This page was generated from docs/examples/mineralML_neuralnetwork.ipynb. Interactive online version: Binder badge.

Python Notebook Download

[1]:
""" Created on November 13, 2023 // Updated on March 20, 2026 // @author: Sarah Shi """

import os
import numpy as np
import pandas as pd

import mineralML as mm
from sklearn.metrics import classification_report

import matplotlib.pyplot as plt
%matplotlib inline
%config InlineBackend.figure_format = 'png'

mineralML Quickstart for Tabular Data

This notebook shows how to load and run your data through mineralML with an example CSV: training_hundred.csv. This is a five step process:

  1. Load a CSV with mm.load_df (or pd.read_csv directly). Clean and align columns with mm.prep_df.

  2. Run data through the neural network with mm.predict_class_prob to derive classifications and prediction scores.

  3. Export prediction scores with mm.export_predictions_to_excel.

  4. Examine predictions with classification_report, mm.confusion_matrix_df, and mm.pp_matrix.

  5. Project data into latent space with mm.plot_latent_space, for visualization.

We loaded in the mineralML Python package as mm. mineralML has trained machine learning models for classifying minerals. This implementation aims to get your electron microprobe or quantitative EDS compositions classified and processed. We remove some degrees of freedom to simplify the process as much as possible. The minerals considered for this study include: Amphibole, Apatite, Biotite, Calcite, Chlorite, Epidote, Feldspar (Alkali Feldspar and Plagioclase), Garnet, Glass, Kalsilite, Leucite, Melilite, Muscovite, Nepheline, Olivine, Oxide (Rhombohedral_Oxides including Hematite-Ilmenite, Spinel_Group including Magnetite-Spinel), Pyroxene (Clinopyroxene, Orthopyroxene, Na-Pyroxene), Quartz, Rutile, Serpentine, Titanite, Tourmaline, and Zircon.

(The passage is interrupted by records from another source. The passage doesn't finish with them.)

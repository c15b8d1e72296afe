//! Operation handler resolution.
//!
//! Controllers are registered up front in a [`ControllerRegistry`], keyed
//! by module name. An operation binds to `<controllers base>/<controller
//! reference>` and looks its `operationId` up among that controller's
//! exports.

use std::collections::BTreeMap;
use std::sync::Arc;

use serde_json::Value;
use thiserror::Error;

use asyncgate_pipeline::{from_sync_fn, Flow, SharedMiddleware};
use asyncgate_telemetry::log_stub_invoked;

/// Builds a handler on demand. Invoked once per registration.
pub type HandlerFactory = Arc<dyn Fn() -> OperationHandler + Send + Sync>;

/// The shapes a controller export can take.
#[derive(Clone)]
pub enum OperationHandler {
    /// A single stage.
    Direct(SharedMiddleware),
    /// Several stages run in order.
    Sequence(Vec<SharedMiddleware>),
    /// Produces a `Direct` or `Sequence` handler at registration time.
    Factory(HandlerFactory),
}

impl OperationHandler {
    pub fn direct(handler: SharedMiddleware) -> Self {
        OperationHandler::Direct(handler)
    }

    pub fn sequence(handlers: impl IntoIterator<Item = SharedMiddleware>) -> Self {
        OperationHandler::Sequence(handlers.into_iter().collect())
    }

    pub fn factory<F>(factory: F) -> Self
    where
        F: Fn() -> OperationHandler + Send + Sync + 'static,
    {
        OperationHandler::Factory(Arc::new(factory))
    }
}

impl std::fmt::Debug for OperationHandler {
    fn fmt(&self, f: &mut std::fmt::Formatter<'_>) -> std::fmt::Result {
        match self {
            OperationHandler::Direct(_) => f.write_str("Direct"),
            OperationHandler::Sequence(stages) => write!(f, "Sequence({})", stages.len()),
            OperationHandler::Factory(_) => f.write_str("Factory"),
        }
    }
}

/// One named export of a controller.
#[derive(Debug, Clone)]
pub enum Export {
    Handler(OperationHandler),
    /// A non-callable export; binding an operation to it is an error.
    Value(Value),
}

/// A set of exports, keyed by operation id.
#[derive(Debug, Clone, Default)]
pub struct Controller {
    exports: BTreeMap<String, Export>,
}

impl Controller {
    pub fn new() -> Self {
        Self::default()
    }

    pub fn with_handler(mut self, name: impl Into<String>, handler: OperationHandler) -> Self {
        self.insert(name, Export::Handler(handler));
        self
    }

    pub fn with_value(mut self, name: impl Into<String>, value: Value) -> Self {
        self.insert(name, Export::Value(value));
        self
    }

    pub fn insert(&mut self, name: impl Into<String>, export: Export) {
        self.exports.insert(name.into(), export);
    }

    pub fn export(&self, name: &str) -> Option<&Export> {
        self.exports.get(name)
    }

    pub fn export_names(&self) -> impl Iterator<Item = &str> {
        self.exports.keys().map(|k| k.as_str())
    }
}

/// Controllers available to a compilation, keyed by module path.
#[derive(Debug, Clone, Default)]
pub struct ControllerRegistry {
    modules: BTreeMap<String, Controller>,
}

impl ControllerRegistry {
    pub fn new() -> Self {
        Self::default()
    }

    /// Register `controller` under `key` (normalized like [`module_key`]).
    pub fn with_controller(mut self, key: &str, controller: Controller) -> Self {
        self.register(key, controller);
        self
    }

    pub fn register(&mut self, key: &str, controller: Controller) {
        self.modules.insert(module_key("", key), controller);
    }

    pub fn get(&self, key: &str) -> Option<&Controller> {
        self.modules.get(key)
    }

    pub fn contains(&self, key: &str) -> bool {
        self.modules.contains_key(key)
    }

    pub fn module_names(&self) -> impl Iterator<Item = &str> {
        self.modules.keys().map(|k| k.as_str())
    }

    pub fn len(&self) -> usize {
        self.modules.len()
    }

    pub fn is_empty(&self) -> bool {
        self.modules.is_empty()
    }
}

/// Join a base location and a controller reference into a module key.
///
/// Empty and `.` segments are dropped, so `"handlers/"` + `"lights"` and
/// `"./handlers"` + `"/lights"` both give `"handlers/lights"`.
pub fn module_key(base: &str, reference: &str) -> String {
    base.split('/')
        .chain(reference.split('/'))
        .filter(|segment| !segment.is_empty() && *segment != ".")
        .collect::<Vec<_>>()
        .join("/")
}

/// Why an operation's handler could not be resolved.
#[derive(Debug, Clone, PartialEq, Eq, Error)]
pub enum ResolveError {
    #[error("missing operation id")]
    MissingOperationId,

    #[error("module not loadable: no controller registered as '{module}'")]
    ModuleNotLoadable { module: String },

    #[error("export is not callable: '{operation_id}' in '{module}'")]
    NotCallable {
        operation_id: String,
        module: String,
    },

    #[error("factory for '{operation_id}' produced another factory")]
    NestedFactory { operation_id: String },
}

/// The outcome of resolving one operation.
pub enum HandlerBinding {
    /// The stages to append after validation.
    Resolved(Vec<SharedMiddleware>),
    /// Resolution failed and a stub stands in.
    Stubbed {
        stage: SharedMiddleware,
        reason: ResolveError,
    },
}

/// Resolves operations against a registry for one registration pass.
pub struct OperationResolver<'r> {
    registry: &'r ControllerRegistry,
    base: &'r str,
    stub_on_failure: bool,
}

impl<'r> OperationResolver<'r> {
    pub fn new(registry: &'r ControllerRegistry, base: &'r str, stub_on_failure: bool) -> Self {
        Self {
            registry,
            base,
            stub_on_failure,
        }
    }

    /// Resolve, substituting a stub on failure when stubbing is enabled.
    pub fn bind(
        &self,
        operation_id: &str,
        controller: Option<&str>,
    ) -> Result<HandlerBinding, ResolveError> {
        match self.resolve(operation_id, controller) {
            Ok(stages) => Ok(HandlerBinding::Resolved(stages)),
            Err(reason) if self.stub_on_failure => {
                tracing::warn!(
                    operation_id = %operation_id,
                    reason = %reason,
                    "operation handler unresolved, installing stub"
                );
                Ok(HandlerBinding::Stubbed {
                    stage: stub(operation_id),
                    reason,
                })
            }
            Err(reason) => Err(reason),
        }
    }

    /// Resolve an operation to its handler stages. Factories run here.
    pub fn resolve(
        &self,
        operation_id: &str,
        controller: Option<&str>,
    ) -> Result<Vec<SharedMiddleware>, ResolveError> {
        if operation_id.is_empty() {
            return Err(ResolveError::MissingOperationId);
        }

        let module = module_key(self.base, controller.unwrap_or_default());
        let Some(found) = self.registry.get(&module) else {
            return Err(ResolveError::ModuleNotLoadable { module });
        };

        match found.export(operation_id) {
            Some(Export::Handler(handler)) => flatten(handler, operation_id),
            Some(Export::Value(_)) | None => Err(ResolveError::NotCallable {
                operation_id: operation_id.to_string(),
                module,
            }),
        }
    }
}

fn flatten(
    handler: &OperationHandler,
    operation_id: &str,
) -> Result<Vec<SharedMiddleware>, ResolveError> {
    match handler {
        OperationHandler::Direct(stage) => Ok(vec![stage.clone()]),
        OperationHandler::Sequence(stages) => Ok(stages.clone()),
        OperationHandler::Factory(factory) => match factory() {
            OperationHandler::Direct(stage) => Ok(vec![stage]),
            OperationHandler::Sequence(stages) => Ok(stages),
            OperationHandler::Factory(_) => Err(ResolveError::NestedFactory {
                operation_id: operation_id.to_string(),
            }),
        },
    }
}

/// A pass-through stage that logs the operation and request path.
pub fn stub(operation_id: &str) -> SharedMiddleware {
    let operation_id = operation_id.to_string();
    from_sync_fn(move |req| {
        log_stub_invoked!(
            operation_id = %operation_id,
            path = %req.path,
            "Here should be the handler for operation {} called by {}",
            operation_id,
            req.path
        );
        Ok(Flow::Continue)
    })
}

#[cfg(test)]
mod tests {
    use super::*;
    use asyncgate_pipeline::{Middleware, Pipeline, Request};
    use http::Method;
    use serde_json::json;
    use std::sync::atomic::{AtomicUsize, Ordering};

    fn touch() -> SharedMiddleware {
        from_sync_fn(|req| {
            req.api.insert("touched", json!(true));
            Ok(Flow::Continue)
        })
    }

    fn push(result: &'static str) -> SharedMiddleware {
        from_sync_fn(move |req| {
            let mut results = req
                .api
                .get("results")
                .and_then(Value::as_array)
                .cloned()
                .unwrap_or_default();
            results.push(json!(result));
            req.api.insert("results", Value::Array(results));
            Ok(Flow::Continue)
        })
    }

    fn test_controller() -> Controller {
        Controller::new()
            .with_handler("onLightMeasured", OperationHandler::direct(touch()))
            .with_handler(
                "onMultipleMiddlewares",
                OperationHandler::factory(|| OperationHandler::sequence([push("first"), push("second")])),
            )
            .with_value("notAfunction", json!({}))
    }

    fn registry() -> ControllerRegistry {
        ControllerRegistry::new().with_controller("test/utils/testController", test_controller())
    }

    #[test]
    fn module_key_normalizes_segments() {
        assert_eq!(module_key("test/utils/", "testController"), "test/utils/testController");
        assert_eq!(module_key("./handlers", "/lights"), "handlers/lights");
        assert_eq!(module_key("", "lights"), "lights");
        assert_eq!(module_key("handlers", ""), "handlers");
    }

    #[tokio::test]
    async fn resolves_a_direct_handler() {
        let registry = registry();
        let resolver = OperationResolver::new(&registry, "test/utils/", false);

        let stages = resolver
            .resolve("onLightMeasured", Some("testController"))
            .unwrap();
        assert_eq!(stages.len(), 1);

        let mut req = Request::new(Method::POST, "/light.measured");
        Pipeline::new(stages).run(&mut req).await.unwrap();
        assert_eq!(req.api.get("touched"), Some(&json!(true)));
    }

    #[tokio::test]
    async fn factory_returning_a_sequence_yields_ordered_stages() {
        let registry = registry();
        let resolver = OperationResolver::new(&registry, "test/utils/", false);

        let stages = resolver
            .resolve("onMultipleMiddlewares", Some("testController"))
            .unwrap();
        assert_eq!(stages.len(), 2);

        let mut req = Request::new(Method::POST, "/");
        stages[0].call(&mut req).await.unwrap();
        assert_eq!(req.api.get("results"), Some(&json!(["first"])));
        stages[1].call(&mut req).await.unwrap();
        assert_eq!(req.api.get("results"), Some(&json!(["first", "second"])));
    }

    #[test]
    fn factory_runs_once_per_resolution() {
        let calls = Arc::new(AtomicUsize::new(0));
        let counter = Arc::clone(&calls);
        let registry = ControllerRegistry::new().with_controller(
            "lights",
            Controller::new().with_handler(
                "onLightMeasured",
                OperationHandler::factory(move || {
                    counter.fetch_add(1, Ordering::SeqCst);
                    OperationHandler::direct(touch())
                }),
            ),
        );
        let resolver = OperationResolver::new(&registry, "", false);

        resolver.resolve("onLightMeasured", Some("lights")).unwrap();
        assert_eq!(calls.load(Ordering::SeqCst), 1);
    }

    #[test]
    fn failures_are_fatal_without_stubbing() {
        let registry = registry();
        let resolver = OperationResolver::new(&registry, "test/utils/", false);

        assert_eq!(
            resolver.resolve("", Some("testController")).err(),
            Some(ResolveError::MissingOperationId)
        );
        assert_eq!(
            resolver.resolve("onLightMeasured", Some("")).err(),
            Some(ResolveError::ModuleNotLoadable {
                module: "test/utils".into()
            })
        );
        assert_eq!(
            resolver.resolve("notAfunction", Some("testController")).err(),
            Some(ResolveError::NotCallable {
                operation_id: "notAfunction".into(),
                module: "test/utils/testController".into()
            })
        );
        assert!(matches!(
            resolver.resolve("missing", Some("testController")),
            Err(ResolveError::NotCallable { .. })
        ));

        let wrong_base = OperationResolver::new(&registry, "test/", false);
        assert!(matches!(
            wrong_base.bind("onLightMeasured", Some("testController")),
            Err(ResolveError::ModuleNotLoadable { .. })
        ));
    }

    #[test]
    fn nested_factory_is_rejected() {
        let registry = ControllerRegistry::new().with_controller(
            "lights",
            Controller::new().with_handler(
                "nested",
                OperationHandler::factory(|| OperationHandler::factory(|| OperationHandler::direct(touch()))),
            ),
        );
        let resolver = OperationResolver::new(&registry, "", false);
        assert_eq!(
            resolver.resolve("nested", Some("lights")).err(),
            Some(ResolveError::NestedFactory {
                operation_id: "nested".into()
            })
        );
    }

    #[tokio::test]
    async fn stub_mode_substitutes_a_pass_through() {
        let registry = registry();
        let resolver = OperationResolver::new(&registry, "test/", true);

        let cases = [
            ("", Some("testController")),
            ("onLightMeasured", Some("")),
            ("onLightMeasured", Some("testController")),
            ("notAfunction", Some("testController")),
        ];
        for (operation_id, controller) in cases {
            match resolver.bind(operation_id, controller).unwrap() {
                HandlerBinding::Stubbed { stage, .. } => {
                    let mut req = Request::new(Method::POST, "routingKey");
                    let flow = stage.call(&mut req).await.unwrap();
                    assert!(matches!(flow, Flow::Continue));
                    assert!(req.api.is_empty());
                }
                HandlerBinding::Resolved(_) => panic!("expected a stub for {:?}", operation_id),
            }
        }
    }

    #[test]
    fn registry_keys_are_normalized() {
        let registry = ControllerRegistry::new().with_controller("./handlers/lights/", Controller::new());
        assert!(registry.contains("handlers/lights"));
        assert_eq!(registry.len(), 1);
    }
}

One CSV file containing your electron microprobe analyses in oxide weight percentages is necessary. Find an example here. The necessary oxides are SiO\(_2\), TiO\(_2\), Al\(_2\)O\(_3\), FeO\(_t\), MnO, MgO, CaO, Na\(_2\)O, K\(_2\)O, Cr\(_2\)O\(_3\), P\(_2\)O\(_5\), and ZrO\(_2\) (if you are aiming to classify zircon). For the oxides not analyzed for specific minerals, the preprocessing will fill in the nan values as 0.

We will apply the neural network method to the dataset.

1. Load and prepare data for analysis

We will use mm.load_df and mm.prep_df to do so.

[2]:
# Read in your dataframe of mineral data, called training_hundred.csv.
df_load = mm.load_df('TabularData/training_hundred.csv')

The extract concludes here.